At the end of the last Heavy Medal season, Wendy announced–
I’m now retiring from Newbery fandom. This was my fifth year, and I read more widely than ever before thanks to the great Seattle Public Library system that I’m now privy to (72 books that I considered eligible for the Newbery, plus a number of Printz, Sibert, Caldecott, etc), and I am just burned out.
Burnout is a serious problem if you try to read like the Newbery committee does year after year which is one reason why Nina and I never feel compelled to read or discuss every single worthy title, and why one of our mantras here has always been that we are more interested in simulating the Newbery process than in predicting it. No matter how widely you read in the field, you will always be surprised by something. Case in point, last year Newbery committee Roxanne Feldman listed her top 40 books, and among those books were the following which were never discussed or, I think, even mentioned here either in a post or in the comments (although I could be wrong). I had never even heard of quite a few of them.
BITTERBLUE by Kristin Cashore
FAKE MOUSTACHE by Tom Angleberger
THE HIGH SKIES ADVENTURES OF BLUE JAY THE PIRATE by Scott Nash
THE VENGEKEEP PROPHECIES by Brian Farrey
A DIAMOND IN THE DESERT by Kathryn Fitzmaurice
SHADOWS IN FLIGHT by Orson Scott Card
THE SECRET OF FORTUNE WOOKIE by Tom Angleberger
CHOMP by Carl Hiaassen
NEVERSINK by Barry Wolverton
THE ADVENTURES OF SIR BALIN THE ILL-FATED by Gerald Morris
Now we don’t know if any of Roxanne’s fellow committee members felt as enthusiastic about these titles as she did, and if so, how many. We might also assume that if each of the fifteen members had made a top 40 list that there would be a handful on each list that we did not discuss or even mention on Heavy Medal, meaning that there is quite likely several dozen titles that committee suggested to each other that we never even considered here.
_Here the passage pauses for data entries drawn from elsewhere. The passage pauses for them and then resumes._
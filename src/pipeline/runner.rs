//! Straight-line execution of a stage list over one sample.

use sha2::{Digest, Sha256};
use std::panic::{catch_unwind, AssertUnwindSafe};
use std::sync::Arc;

use super::cache::{AttributeFragment, QueryCache};
use super::stage::{Stage, StageContext, StageScope};
use super::state::{Attribute, MappingState, MatchCandidate, RealValueCandidate};
use crate::config::PipelineConfig;
use crate::error::{ConfigError, PipelineError};
use crate::input::Sample;
use crate::ontology::OntologySet;
use crate::resources::Resources;

/// Raw pipeline output for one sample
#[derive(Debug, Clone, Default, PartialEq)]
pub struct PipelineResult {
    pub accession: Option<String>,
    /// Attributes that survived filtering, with their spans
    pub attributes: Vec<Attribute>,
    pub matches: Vec<MatchCandidate>,
    pub real_values: Vec<RealValueCandidate>,
}

/// An ordered, immutable stage sequence bound to its shared resources
#[derive(Debug, Clone)]
pub struct Pipeline {
    stages: Vec<Stage>,
    ontologies: Arc<OntologySet>,
    resources: Arc<Resources>,
    /// Number of leading attribute-scope stages
    cacheable_prefix: usize,
    fingerprint: String,
}

impl Pipeline {
    pub fn new(stages: Vec<Stage>, ontologies: Arc<OntologySet>, resources: Arc<Resources>) -> Self {
        let cacheable_prefix = stages
            .iter()
            .take_while(|s| s.scope() == StageScope::Attribute)
            .count();
        let fingerprint = compute_fingerprint(&stages, &ontologies, &resources);
        Self {
            stages,
            ontologies,
            resources,
            cacheable_prefix,
            fingerprint,
        }
    }

    /// The standard stage order, parameterized by `config`.
    ///
    /// Every ontology id named for matching must be loaded.
    pub fn standard(
        config: &PipelineConfig,
        ontologies: Arc<OntologySet>,
        resources: Arc<Resources>,
    ) -> Result<Self, ConfigError> {
        config.validate()?;
        if ontologies.is_empty() {
            return Err(ConfigError::NoOntologies);
        }
        if let Some(missing) = config
            .exact_ontology_ids
            .iter()
            .find(|id| ontologies.get(id).is_none())
        {
            return Err(ConfigError::UnknownOntology(missing.clone()));
        }
        Ok(Self::new(standard_stages(config), ontologies, resources))
    }

    pub fn stages(&self) -> &[Stage] {
        &self.stages
    }

    pub fn ontologies(&self) -> &OntologySet {
        &self.ontologies
    }

    pub fn resources(&self) -> &Resources {
        &self.resources
    }

    /// Hex SHA-256 identifying stages, resources and ontologies
    pub fn fingerprint(&self) -> &str {
        &self.fingerprint
    }

    fn context(&self) -> StageContext<'_> {
        StageContext {
            ontologies: &self.ontologies,
            resources: &self.resources,
        }
    }

    /// Map one sample.
    ///
    /// The attribute-scope prefix runs once per distinct `(key, value)` pair
    /// and is served from `cache` afterwards; the remaining stages run on the
    /// merged sample state.
    pub fn run(&self, sample: &Sample, cache: &mut QueryCache) -> Result<PipelineResult, PipelineError> {
        cache.bind(&self.fingerprint);
        let ctx = self.context();

        let initial = MappingState::new(
            sample.accession.clone(),
            sample.attributes.iter().map(|(k, v)| (k.as_str(), v.as_str())),
        );

        let mut state = MappingState::default();
        state.accession = initial.accession.clone();
        for attr in &initial.attributes {
            let fragment = match cache.get(&attr.key, &attr.value) {
                Some(fragment) => fragment,
                None => {
                    let fragment = Arc::new(self.run_prefix(attr, &ctx)?);
                    cache.insert(&attr.key, &attr.value, Arc::clone(&fragment));
                    fragment
                }
            };
            if let Some(attribute) = &fragment.attribute {
                state.attributes.push(attribute.clone());
            }
            for m in &fragment.matches {
                state.add_match(m.clone());
            }
            for rv in &fragment.real_values {
                state.add_real_value(rv.clone());
            }
        }

        let state = self.run_stages(&self.stages[self.cacheable_prefix..], state, &ctx)?;
        tracing::trace!(
            accession = ?state.accession,
            matches = state.match_count(),
            real_values = state.real_value_count(),
            "sample mapped"
        );

        let accession = state.accession.clone();
        let attributes = state.attributes.clone();
        let (matches, real_values) = state.into_results();
        Ok(PipelineResult {
            accession,
            attributes,
            matches,
            real_values,
        })
    }

    /// Map samples one after another with a shared cache.
    ///
    /// Each sample is isolated: an error or a panic becomes that sample's
    /// `Err` and the remaining samples still run.
    pub fn run_multiple(
        &self,
        samples: &[Sample],
        cache: &mut QueryCache,
    ) -> Vec<Result<PipelineResult, PipelineError>> {
        samples
            .iter()
            .map(|sample| {
                catch_unwind(AssertUnwindSafe(|| self.run(sample, cache))).unwrap_or_else(|panic| {
                    Err(PipelineError::Panicked {
                        detail: panic_message(panic.as_ref()),
                    })
                })
            })
            .collect()
    }

    fn run_prefix(&self, attr: &Attribute, ctx: &StageContext<'_>) -> Result<AttributeFragment, PipelineError> {
        let state = MappingState::new(None, [(attr.key.as_str(), attr.value.as_str())]);
        let state = self.run_stages(&self.stages[..self.cacheable_prefix], state, ctx)?;
        let attribute = state.attributes.first().cloned();
        let (matches, real_values) = state.into_results();
        Ok(AttributeFragment {
            attribute,
            matches,
            real_values,
        })
    }

    fn run_stages(
        &self,
        stages: &[Stage],
        mut state: MappingState,
        ctx: &StageContext<'_>,
    ) -> Result<MappingState, PipelineError> {
        for stage in stages {
            state = stage
                .apply(state, ctx)
                .map_err(|source| PipelineError::Stage {
                    stage: stage.name(),
                    source,
                })?;
            tracing::trace!(
                stage = stage.name(),
                spans = state.attributes.iter().map(|a| a.spans.len()).sum::<usize>(),
                matches = state.match_count(),
                real_values = state.real_value_count(),
                "stage applied"
            );
        }
        Ok(state)
    }
}

fn standard_stages(config: &PipelineConfig) -> Vec<Stage> {
    let mut stages = vec![
        Stage::KeyValueFilter,
        Stage::InitKeyValueTokens,
        Stage::NGram {
            max_len: config.ngram_max_len,
        },
        Stage::Lowercase,
    ];
    stages.extend(
        config
            .delimiters
            .iter()
            .map(|&delimiter| Stage::Delimit { delimiter }),
    );
    stages.extend([
        Stage::InflectionalVariants,
        Stage::SpellingVariants,
        Stage::ManuallyAnnotatedSynonyms,
        Stage::AcronymToExpansion,
        Stage::ParseTimeWithUnit,
        Stage::ExactStringMatching {
            ontology_ids: config.exact_ontology_ids.clone(),
            query_len_thresh: config.exact_query_len_thresh,
        },
        Stage::TwoCharMappings,
        Stage::PropertySpecificSynonym,
        Stage::FuzzyStringMatching {
            ontology_ids: config.exact_ontology_ids.clone(),
            distance_threshold: config.fuzzy_distance_threshold,
            query_len_thresh: config.fuzzy_query_len_thresh,
        },
        Stage::ExactMatchCustomTargets,
        Stage::BlockCellLineNonCellLineKey,
        Stage::LinkedTermsOfSuperterms,
        Stage::CellLineToImpliedDisease,
        Stage::RemoveSubIntervalOfMatchedBlockAncestralLink,
        Stage::CustomConsequentTerms,
        Stage::ExtractRealValue,
        Stage::FilterOntologyMatchesByPriority,
        Stage::InferCellLineTerms,
        Stage::ImpliedDevelopmentalStageFromAge,
        Stage::ConsequentCulturedCell,
    ]);
    stages
}

fn compute_fingerprint(stages: &[Stage], ontologies: &OntologySet, resources: &Resources) -> String {
    let mut hasher = Sha256::new();
    hasher.update(serde_json::to_vec(stages).unwrap_or_default());
    hasher.update(serde_json::to_vec(resources).unwrap_or_default());
    hasher.update(ontologies.fingerprint().as_bytes());
    hex::encode(hasher.finalize())
}

fn panic_message(panic: &(dyn std::any::Any + Send)) -> String {
    if let Some(s) = panic.downcast_ref::<&str>() {
        s.to_string()
    } else if let Some(s) = panic.downcast_ref::<String>() {
        s.clone()
    } else {
        "unknown panic".to_string()
    }
}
In other words, what we do and see here on this blog really only represents, in many ways, the tip of the iceberg. That kind of knowledge is one of the reasons that many past committee members are reticent to criticize present and future committees. Not only did we not read as broadly as they did, we didn’t read as deeply. I try to reread our shortlisted books plus several others, but during my tenure on the committee, I read quite a few books three or four times–and that kind of deep reading tends to be the rule rather than the exception, especially for the very top tier of contenders. That knowledge doesn’t make our conversations here any less important or fun, and it certainly doesn’t mean that I don’t often feel as proud of our results as the real committee must feel about theirs. Here’s to another year of chipping away at the tip of the iceberg–and with reckless abandon, it would seem, if the early discussions of HOKEY POKEY and THE CENTER OF EVERYTHING are any indication.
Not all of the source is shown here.